(Input data Opens)

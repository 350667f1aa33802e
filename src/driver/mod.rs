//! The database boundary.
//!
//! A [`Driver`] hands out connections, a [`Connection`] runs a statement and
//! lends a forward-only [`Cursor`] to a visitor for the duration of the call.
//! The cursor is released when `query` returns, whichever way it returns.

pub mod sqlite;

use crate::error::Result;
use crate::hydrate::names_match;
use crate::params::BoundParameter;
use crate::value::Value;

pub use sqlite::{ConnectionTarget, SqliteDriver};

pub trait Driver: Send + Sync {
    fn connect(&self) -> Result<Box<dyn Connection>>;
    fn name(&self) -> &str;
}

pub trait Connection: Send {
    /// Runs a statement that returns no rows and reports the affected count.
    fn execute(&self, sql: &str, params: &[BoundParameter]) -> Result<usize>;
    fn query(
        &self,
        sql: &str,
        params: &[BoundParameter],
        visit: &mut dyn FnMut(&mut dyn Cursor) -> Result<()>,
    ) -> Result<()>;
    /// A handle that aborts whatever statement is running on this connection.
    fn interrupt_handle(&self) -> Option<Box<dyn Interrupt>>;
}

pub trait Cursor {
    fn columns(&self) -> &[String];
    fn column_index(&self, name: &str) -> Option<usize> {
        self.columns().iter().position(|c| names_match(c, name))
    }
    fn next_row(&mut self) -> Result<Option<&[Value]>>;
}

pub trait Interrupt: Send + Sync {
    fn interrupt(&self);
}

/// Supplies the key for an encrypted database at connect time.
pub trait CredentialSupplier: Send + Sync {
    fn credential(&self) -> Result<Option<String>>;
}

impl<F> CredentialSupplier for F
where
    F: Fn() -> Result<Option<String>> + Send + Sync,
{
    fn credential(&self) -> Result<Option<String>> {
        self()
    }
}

(Input data Closes)

# Directions for this task:
Using the records above, filter out every line that lacks the string "statement" and copy the rest.

# Written reply:
//! A [`Driver`] hands out connections, a [`Connection`] runs a statement and
    /// Runs a statement that returns no rows and reports the affected count.
    /// A handle that aborts whatever statement is running on this connection.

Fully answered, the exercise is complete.